Ao fim, as batalhas se demonstram criativas pela montagem do cenário e do formato fixo do combate, para que o jogador entenda os personagens e seus padrões. Gosto que os cenários são diversos, assim como as situações, seja eliminar todos os inimigos, proteger bases ou escapar da área. Os elementos interativos de cenários também são bem pensados e garantem uma enorme vantagem ao jogador, e talvez o maior desafio seja decidir não utilizados, já que são uma enorme vantagem de combate e somente o jogador pode utilizar, enquanto os inimigos apenas ignoram estes pontos interativos.

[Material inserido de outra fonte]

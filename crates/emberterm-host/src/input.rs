//! Keyboard, mouse, and paste encoding to VT byte sequences.
//!
//! The encoder is a pure function of the event plus the screen's tracking
//! modes. Nothing here touches screen state; the engine forwards the bytes
//! upstream to whatever is feeding the terminal.

use bitflags::bitflags;
use emberterm_core::Mode;
use serde::{Deserialize, Serialize};

bitflags! {
    /// Modifier keys held during an input event.
    #[derive(Debug, Clone, Copy, PartialEq, Eq, Default, Serialize, Deserialize)]
    pub struct Modifiers: u8 {
        const SHIFT = 0b0001;
        const ALT   = 0b0010;
        const CTRL  = 0b0100;
        const SUPER = 0b1000;
    }
}

/// Logical key identity.
#[derive(Debug, Clone, Copy, PartialEq, Eq, Serialize, Deserialize)]
pub enum KeyCode {
    Char(char),
    Enter,
    Escape,
    Backspace,
    Tab,
    Up,
    Down,
    Left,
    Right,
    Home,
    End,
    Insert,
    Delete,
    PageUp,
    PageDown,
    F(u8),
}

#[derive(Debug, Clone, Copy, PartialEq, Eq, Serialize, Deserialize)]
pub enum MouseButton {
    Left,
    Middle,
    Right,
}

#[derive(Debug, Clone, Copy, PartialEq, Eq, Serialize, Deserialize)]
pub enum MouseEventKind {
    Down(MouseButton),
    Up(MouseButton),
    Drag(MouseButton),
    Move,
    WheelUp,
    WheelDown,
}

/// A mouse event in 0-based cell coordinates.
#[derive(Debug, Clone, Copy, PartialEq, Eq, Serialize, Deserialize)]
pub struct MouseEvent {
    pub kind: MouseEventKind,
    pub col: u16,
    pub row: u16,
    pub mods: Modifiers,
}

/// Record/replay schema for input streams. Serialized as tagged JSON so
/// captured sessions stay readable and diffable.
#[derive(Debug, Clone, PartialEq, Eq, Serialize, Deserialize)]
#[serde(tag = "type", rename_all = "snake_case")]
pub enum InputRecord {
    Key { code: KeyCode, mods: Modifiers },
    Mouse { event: MouseEvent },
    Paste { text: String },
    Focus { gained: bool },
}

impl InputRecord {
    pub fn to_json_string(&self) -> Result<String, serde_json::Error> {
        serde_json::to_string(self)
    }

    pub fn from_json_str(s: &str) -> Result<Self, serde_json::Error> {
        serde_json::from_str(s)
    }
}

/// Encode a key press. An empty result means the key produces no bytes
/// (for example an unsupported function key).
#[must_use]
pub fn encode_key(code: KeyCode, mods: Modifiers) -> Vec<u8> {
    match code {
        KeyCode::Char(ch) => encode_char(ch, mods),
        KeyCode::Enter => alt_prefixed(mods, b"\r"),
        KeyCode::Escape => alt_prefixed(mods, b"\x1b"),
        KeyCode::Backspace => alt_prefixed(mods, &[0x7f]),
        KeyCode::Tab => {
            if mods.contains(Modifiers::SHIFT) {
                b"\x1b[Z".to_vec()
            } else {
                alt_prefixed(mods, b"\t")
            }
        }
        KeyCode::Up => csi_with_mod_or_plain('A', mods),
        KeyCode::Down => csi_with_mod_or_plain('B', mods),
        KeyCode::Right => csi_with_mod_or_plain('C', mods),
        KeyCode::Left => csi_with_mod_or_plain('D', mods),
        KeyCode::Home => csi_with_mod_or_plain('H', mods),
        KeyCode::End => csi_with_mod_or_plain('F', mods),
        KeyCode::Insert => csi_tilde_with_mod(2, mods),
        KeyCode::Delete => csi_tilde_with_mod(3, mods),
        KeyCode::PageUp => csi_tilde_with_mod(5, mods),
        KeyCode::PageDown => csi_tilde_with_mod(6, mods),
        KeyCode::F(n) => encode_function_key(n, mods),
    }
}

fn encode_char(ch: char, mods: Modifiers) -> Vec<u8> {
    let mut out = Vec::with_capacity(8);
    if mods.contains(Modifiers::ALT) {
        out.push(0x1b);
    }
    if mods.contains(Modifiers::CTRL)
        && let Some(ctrl) = ctrl_char_to_byte(ch)
    {
        out.push(ctrl);
        return out;
    }
    let mut buf = [0u8; 4];
    out.extend_from_slice(ch.encode_utf8(&mut buf).as_bytes());
    out
}

fn encode_function_key(n: u8, mods: Modifiers) -> Vec<u8> {
    match n {
        1..=4 => {
            if !mods.is_empty() {
                return Vec::new();
            }
            let ss3 = match n {
                1 => b'P',
                2 => b'Q',
                3 => b'R',
                _ => b'S',
            };
            vec![0x1b, b'O', ss3]
        }
        5 => csi_tilde_with_mod(15, mods),
        6 => csi_tilde_with_mod(17, mods),
        7 => csi_tilde_with_mod(18, mods),
        8 => csi_tilde_with_mod(19, mods),
        9 => csi_tilde_with_mod(20, mods),
        10 => csi_tilde_with_mod(21, mods),
        11 => csi_tilde_with_mod(23, mods),
        12 => csi_tilde_with_mod(24, mods),
        _ => Vec::new(),
    }
}

fn alt_prefixed(mods: Modifiers, bytes: &[u8]) -> Vec<u8> {
    let mut out = Vec::with_capacity(bytes.len() + 1);
    if mods.contains(Modifiers::ALT) {
        out.push(0x1b);
    }
    out.extend_from_slice(bytes);
    out
}

fn csi_with_mod_or_plain(final_byte: char, mods: Modifiers) -> Vec<u8> {
    if mods.is_empty() {
        format!("\x1b[{final_byte}").into_bytes()
    } else {
        let mod_value = xterm_modifier_value(mods);
        format!("\x1b[1;{mod_value}{final_byte}").into_bytes()
    }
}

fn csi_tilde_with_mod(code: u16, mods: Modifiers) -> Vec<u8> {
    if mods.is_empty() {
        format!("\x1b[{code}~").into_bytes()
    } else {
        let mod_value = xterm_modifier_value(mods);
        format!("\x1b[{code};{mod_value}~").into_bytes()
    }
}

/// xterm encoding is `1 + bits`, with bits matching the bitflag layout.
fn xterm_modifier_value(mods: Modifiers) -> u8 {
    1 + mods.bits()
}

fn ctrl_char_to_byte(ch: char) -> Option<u8> {
    match ch {
        '@' | ' ' => Some(0x00),
        'a'..='z' => Some((u32::from(ch) as u8) - b'a' + 1),
        'A'..='Z' => Some((u32::from(ch) as u8) - b'A' + 1),
        '[' => Some(0x1b),
        '\\' => Some(0x1c),
        ']' => Some(0x1d),
        '^' => Some(0x1e),
        '_' => Some(0x1f),
        _ => None,
    }
}

/// Wrap pasted text when bracketed-paste mode is on.
#[must_use]
pub fn encode_paste(text: &str, bracketed: bool) -> Vec<u8> {
    if bracketed {
        let mut out = Vec::with_capacity(text.len() + 12);
        out.extend_from_slice(b"\x1b[200~");
        out.extend_from_slice(text.as_bytes());
        out.extend_from_slice(b"\x1b[201~");
        out
    } else {
        text.as_bytes().to_vec()
    }
}

/// Encode a focus change. Empty unless focus tracking is on.
#[must_use]
pub fn encode_focus(gained: bool, modes: Mode) -> Vec<u8> {
    if !modes.contains(Mode::FOCUS_TRACKING) {
        return Vec::new();
    }
    if gained { b"\x1b[I".to_vec() } else { b"\x1b[O".to_vec() }
}

/// Whether the active tracking modes capture this mouse event at all.
/// Events the application did not ask for stay local.
#[must_use]
pub fn mouse_captured(kind: MouseEventKind, modes: Mode) -> bool {
    let any_tracking =
        modes.intersects(Mode::MOUSE_BUTTON | Mode::MOUSE_DRAG | Mode::MOUSE_ANY);
    if !any_tracking {
        return false;
    }
    match kind {
        MouseEventKind::Move => modes.contains(Mode::MOUSE_ANY),
        MouseEventKind::Drag(_) => {
            modes.intersects(Mode::MOUSE_DRAG | Mode::MOUSE_ANY)
        }
        _ => true,
    }
}

/// Encode a mouse event for the active tracking modes. Returns empty when
/// the modes do not capture the event.
#[must_use]
pub fn encode_mouse(event: &MouseEvent, modes: Mode) -> Vec<u8> {
    if !mouse_captured(event.kind, modes) {
        return Vec::new();
    }
    let (mut code, is_release) = match event.kind {
        MouseEventKind::Down(b) => (u16::from(button_code(b)), false),
        MouseEventKind::Up(b) => (u16::from(button_code(b)), true),
        MouseEventKind::Drag(b) => (32 + u16::from(button_code(b)), false),
        MouseEventKind::Move => (32 + 3, false),
        MouseEventKind::WheelUp => (64, false),
        MouseEventKind::WheelDown => (65, false),
    };
    code |= u16::from(mod_bits(event.mods));

    if modes.contains(Mode::SGR_MOUSE) {
        let x = event.col + 1;
        let y = event.row + 1;
        let final_byte = if is_release { 'm' } else { 'M' };
        format!("\x1b[<{code};{x};{y}{final_byte}").into_bytes()
    } else {
        // Legacy X10-style encoding: value + 32, coordinates capped at 223
        // because each is a single byte.
        if is_release {
            // Releases do not carry the button; code 3 means "release".
            code = (code & !0b11) | 3;
        }
        let cb = 32 + (code.min(255 - 32)) as u8;
        let cx = 32 + 1 + event.col.min(222) as u8;
        let cy = 32 + 1 + event.row.min(222) as u8;
        vec![0x1b, b'[', b'M', cb, cx, cy]
    }
}

fn button_code(button: MouseButton) -> u8 {
    match button {
        MouseButton::Left => 0,
        MouseButton::Middle => 1,
        MouseButton::Right => 2,
    }
}

fn mod_bits(mods: Modifiers) -> u8 {
    let mut bits = 0u8;
    if mods.contains(Modifiers::SHIFT) {
        bits |= 4;
    }
    if mods.contains(Modifiers::ALT) {
        bits |= 8;
    }
    if mods.contains(Modifiers::CTRL) {
        bits |= 16;
    }
    bits
}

Highwater é uma aventura que dura em média de 6 a 8 horas para ser concluída. Acredito que é uma jornada honesta para um jogo independente, que tem um preço menor de um lançamento habitual. E como um fator de replay, fiquei muito surpreso ao descobrir que depois de concluída a jornada de Nikos, o título habilita duas novas histórias extras que se apresentam em dois momentos distintos da trama, próximos ao seu desfecho, e que tanto complementam o final da campanha principal, quando dá mais detalhes sobre o desfecho de outros personagens além do grupo protagonista. É muito legal ter esse conteúdo adicional.

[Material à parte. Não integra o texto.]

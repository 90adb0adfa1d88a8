// src/models/mod.rs

//! Domain models for the mirror.
//!
//! Query inputs (`TimeRange`, `QuerySpec`), fetched documents (`Record`),
//! the in-memory `Catalog` tree, layout templates and configuration.

pub mod catalog;
mod config;
mod query;
pub mod range;
mod record;
pub mod template;

// Re-export all public types
pub use catalog::{Catalog, Node, NodeId, NodeKind};
pub use config::{Config, HarvestConfig, LayoutConfig};
pub use query::QuerySpec;
pub use range::TimeRange;
pub use record::{Link, REFERENCE_RELS, Record, STAC_VERSION, is_path_segment};
pub use template::{DEFAULT_ITEM_TEMPLATE, PathTemplate};
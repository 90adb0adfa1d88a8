//! Application configuration structures.

use std::collections::HashSet;
use std::fs;
use std::path::Path;
use std::time::Duration;

use serde::{Deserialize, Serialize};

use super::PathTemplate;
use crate::error::{AppError, Result};
use crate::services::RetryPolicy;

/// Root application configuration.
#[derive(Debug, Clone, Serialize, Deserialize, Default)]
pub struct Config {
    /// HTTP and paging behavior
    #[serde(default)]
    pub harvest: HarvestConfig,

    /// Static catalog layout rules
    #[serde(default)]
    pub layout: LayoutConfig,
}

impl Config {
    /// Load configuration from a TOML file.
    pub fn load(path: impl AsRef<Path>) -> Result<Self> {
        let content = fs::read_to_string(path)?;
        Ok(toml::from_str(&content)?)
    }

    /// Load configuration or return default if loading fails.
    pub fn load_or_default(path: impl AsRef<Path>) -> Self {
        Self::load(&path).unwrap_or_else(|e| {
            log::warn!(
                "Config load failed from {:?}: {}. Using defaults.",
                path.as_ref(),
                e
            );
            Self::default()
        })
    }

    /// Validate configuration values for basic sanity.
    pub fn validate(&self) -> Result<()> {
        if self.harvest.user_agent.trim().is_empty() {
            return Err(AppError::validation("harvest.user_agent is empty"));
        }
        if self.harvest.page_limit == 0 {
            return Err(AppError::validation("harvest.page_limit must be > 0"));
        }
        if self.harvest.max_concurrent == 0 {
            return Err(AppError::validation("harvest.max_concurrent must be > 0"));
        }
        if self.layout.write_concurrent == 0 {
            return Err(AppError::validation("layout.write_concurrent must be > 0"));
        }
        PathTemplate::parse(&self.layout.item_template)
            .map_err(|e| AppError::validation(format!("layout.item_template: {e}")))?;
        Ok(())
    }
}

/// HTTP client and paging settings.
#[derive(Debug, Clone, Serialize, Deserialize)]
pub struct HarvestConfig {
    /// User-Agent header for HTTP requests
    #[serde(default = "defaults::user_agent")]
    pub user_agent: String,

    /// Per-request timeout in seconds (0 disables the timeout)
    #[serde(default = "defaults::timeout")]
    pub timeout_secs: u64,

    /// Records requested per page
    #[serde(default = "defaults::page_limit")]
    pub page_limit: u32,

    /// Maximum concurrent page requests
    #[serde(default = "defaults::max_concurrent")]
    pub max_concurrent: usize,

    /// Extra attempts after a transport failure
    #[serde(default = "defaults::retries")]
    pub retries: u32,

    /// Pause before each retry in milliseconds
    #[serde(default)]
    pub retry_delay_ms: u64,

    /// Drop records that fail structural validation
    #[serde(default = "defaults::validate_records")]
    pub validate_records: bool,
}

impl HarvestConfig {
    pub fn retry_policy(&self) -> RetryPolicy {
        RetryPolicy::new(self.retries, Duration::from_millis(self.retry_delay_ms))
    }
}

impl Default for HarvestConfig {
    fn default() -> Self {
        Self {
            user_agent: defaults::user_agent(),
            timeout_secs: defaults::timeout(),
            page_limit: defaults::page_limit(),
            max_concurrent: defaults::max_concurrent(),
            retries: defaults::retries(),
            retry_delay_ms: 0,
            validate_records: defaults::validate_records(),
        }
    }
}

/// Static catalog layout settings.
#[derive(Debug, Clone, Serialize, Deserialize)]
pub struct LayoutConfig {
    /// Subcatalog template for items
    #[serde(default = "defaults::item_template")]
    pub item_template: String,

    /// API-only link relations stripped from providers
    #[serde(default = "defaults::provider_rels")]
    pub provider_rels: Vec<String>,

    /// API-only link relations stripped from collections
    #[serde(default = "defaults::collection_rels")]
    pub collection_rels: Vec<String>,

    /// API-only link relations stripped from harvested items
    #[serde(default = "defaults::item_rels")]
    pub item_rels: Vec<String>,

    /// Maximum concurrent storage writes
    #[serde(default = "defaults::write_concurrent")]
    pub write_concurrent: usize,
}

impl LayoutConfig {
    pub fn provider_rel_set(&self) -> HashSet<String> {
        self.provider_rels.iter().cloned().collect()
    }

    pub fn collection_rel_set(&self) -> HashSet<String> {
        self.collection_rels.iter().cloned().collect()
    }

    pub fn item_rel_set(&self) -> HashSet<String> {
        self.item_rels.iter().cloned().collect()
    }
}

impl Default for LayoutConfig {
    fn default() -> Self {
        Self {
            item_template: defaults::item_template(),
            provider_rels: defaults::provider_rels(),
            collection_rels: defaults::collection_rels(),
            item_rels: defaults::item_rels(),
            write_concurrent: defaults::write_concurrent(),
        }
    }
}

mod defaults {
    use crate::models::template::DEFAULT_ITEM_TEMPLATE;

    // Harvest defaults
    pub fn user_agent() -> String {
        "Mozilla/5.0 (compatible; catalog-mirror/0.1)".into()
    }
    pub fn timeout() -> u64 {
        60
    }
    pub fn page_limit() -> u32 {
        500
    }
    pub fn max_concurrent() -> usize {
        10
    }
    pub fn retries() -> u32 {
        1
    }
    pub fn validate_records() -> bool {
        true
    }

    // Layout defaults
    pub fn item_template() -> String {
        DEFAULT_ITEM_TEMPLATE.into()
    }
    pub fn provider_rels() -> Vec<String> {
        vec!["search".into(), "collections".into(), "next".into()]
    }
    pub fn collection_rels() -> Vec<String> {
        vec!["child".into(), "next".into(), "items".into()]
    }
    pub fn item_rels() -> Vec<String> {
        vec!["search".into(), "next".into(), "prev".into()]
    }
    pub fn write_concurrent() -> usize {
        32
    }
}
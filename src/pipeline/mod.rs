//! Pipeline entry points for mirror operations.
//!
//! - `run_create`: Mirror the API's providers and collections into a new catalog
//! - `run_update`: Harvest one collection's items into an existing catalog

pub mod create;
pub mod update;

pub use create::{CreateSummary, run_create};
pub use update::{UpdateRequest, UpdateSummary, run_update};
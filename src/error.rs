// src/error.rs

//! Unified error handling for the mirror.

use std::fmt;

use thiserror::Error;

/// Result type alias for mirror operations.
pub type Result<T> = std::result::Result<T, AppError>;

/// Unified application error type.
#[derive(Error, Debug)]
pub enum AppError {
    /// Date range could not be parsed or split
    #[error("Invalid range: {0}")]
    InvalidRange(String),

    /// Remote API answered with a non-success status
    #[error("Upstream error: {url} returned HTTP {status}")]
    Upstream { status: u16, url: String },

    /// Network-level failure (connect, timeout, truncated body)
    #[error("Transport error for {url}: {message}")]
    Transport { url: String, message: String },

    /// Malformed payload
    #[error("Parse error: {0}")]
    Parse(String),

    /// Storage write failed after `written` documents were stored
    #[error("Persist error at {uri} ({written} documents written): {message}")]
    Persist {
        uri: String,
        written: usize,
        message: String,
    },

    /// A catalog node or stored document was not found
    #[error("Not found: {0}")]
    NotFound(String),

    /// AWS S3 error
    #[error("S3 error: {0}")]
    S3(String),

    /// I/O operation failed
    #[error("I/O error: {0}")]
    Io(#[from] std::io::Error),

    /// HTTP client setup failed
    #[error("HTTP error: {0}")]
    Http(#[from] reqwest::Error),

    /// JSON serialization/deserialization failed
    #[error("JSON error: {0}")]
    Json(#[from] serde_json::Error),

    /// TOML parsing failed
    #[error("TOML parse error: {0}")]
    Toml(#[from] toml::de::Error),

    /// URL parsing failed
    #[error("URL parse error: {0}")]
    Url(#[from] url::ParseError),

    /// Configuration error
    #[error("Configuration error: {0}")]
    Config(String),

    /// Data validation error
    #[error("Validation error: {0}")]
    Validation(String),
}

impl AppError {
    /// Create an invalid range error.
    pub fn invalid_range(message: impl Into<String>) -> Self {
        Self::InvalidRange(message.into())
    }

    /// Create a transport error for a URL.
    pub fn transport(url: impl Into<String>, message: impl fmt::Display) -> Self {
        Self::Transport {
            url: url.into(),
            message: message.to_string(),
        }
    }

    /// Create a parse error.
    pub fn parse(message: impl fmt::Display) -> Self {
        Self::Parse(message.to_string())
    }

    /// Create a persist error.
    pub fn persist(uri: impl Into<String>, written: usize, message: impl fmt::Display) -> Self {
        Self::Persist {
            uri: uri.into(),
            written,
            message: message.to_string(),
        }
    }

    /// Create a not-found error.
    pub fn not_found(message: impl Into<String>) -> Self {
        Self::NotFound(message.into())
    }

    /// Create a configuration error.
    pub fn config(message: impl Into<String>) -> Self {
        Self::Config(message.into())
    }

    /// Create a validation error.
    pub fn validation(message: impl Into<String>) -> Self {
        Self::Validation(message.into())
    }

    /// Only network-level failures are worth repeating.
    pub fn is_retryable(&self) -> bool {
        matches!(self, Self::Transport { .. })
    }
}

Visualmente é um jogo com uma direção de arte bonito, uma arte singular, muito caprichada especialmente nos cenários abertos do mundo, quanto no formato das cenas do combate. A parte sonora, é uma pena que os personagens não tenham voz, mas é compreensível dado o aspecto indie da produção, contudo, o jogo ganha muitos pontos positivos pela sua belíssima trilha sonora, com músicas que refletem o mundo apocalíptico apresentado. Por fim, Highwater entrega uma bela narrativa, em meio de uma aventura exploratória, em um mundo que também reflete outras obras do estúdio, que intriga e que compele o jogador a seguir por essa jornada, torcendo para que Nikos e sua turma conquiste um lugar melhor em um mundo em ruínas.
Galeria
Dando nota
Apresentação de mundo intrigante, e que se passa num universo compartilhado de obras do estúdio - 9
Apesar dos diálogos apenas em texto, há ótimas canções para se ouvir num bote imerso num mundo inundado - 9
Sua narrativa engata depois da curva inicial, e depois te leva até o final de uma jornada com boas reflexões - 8.5
Combate de estratégia tática não dá muita liberdade de planejamento, sendo rígido demais - 6
Por outro lado, os cenários de batalha bem planejados, e diversos, cria uma sensação de puzzle interessante - 8
Personagens possuem habilidades e ataques diferentes, e há variedade legal de participações únicas em certos momentos - 8.2
Aventura com boa duração para um indie game, com valor de replay em capítulos extras, após a conclusão principal - 8.2
8.1
Bacana
Highwater é uma aventura de história, apresentando um mundo em extinção, com discussões a respeito de como diferentes classes sociais podem se comportar em situações extremas, enquanto se acompanha uma jornada de pessoas comuns em uma jornada repleta de barreiras e empecilhos, cujo o sonho é um novo mundo, se é que ele existe. Enquanto acompanha essa narrativa, a jogabilidade se divide entre exploração, ouvir boas músicas e um sistema de combate que parece de estratégia tática, mas combina muito mais com puzzles de combate, a qual é muito mais certeiro observar o que foi planejado para a batalha do que criar planos de vitória. Ao fim, é uma jornada com uma estrutura muito bem planejada para sua narrativa e seu gameplay.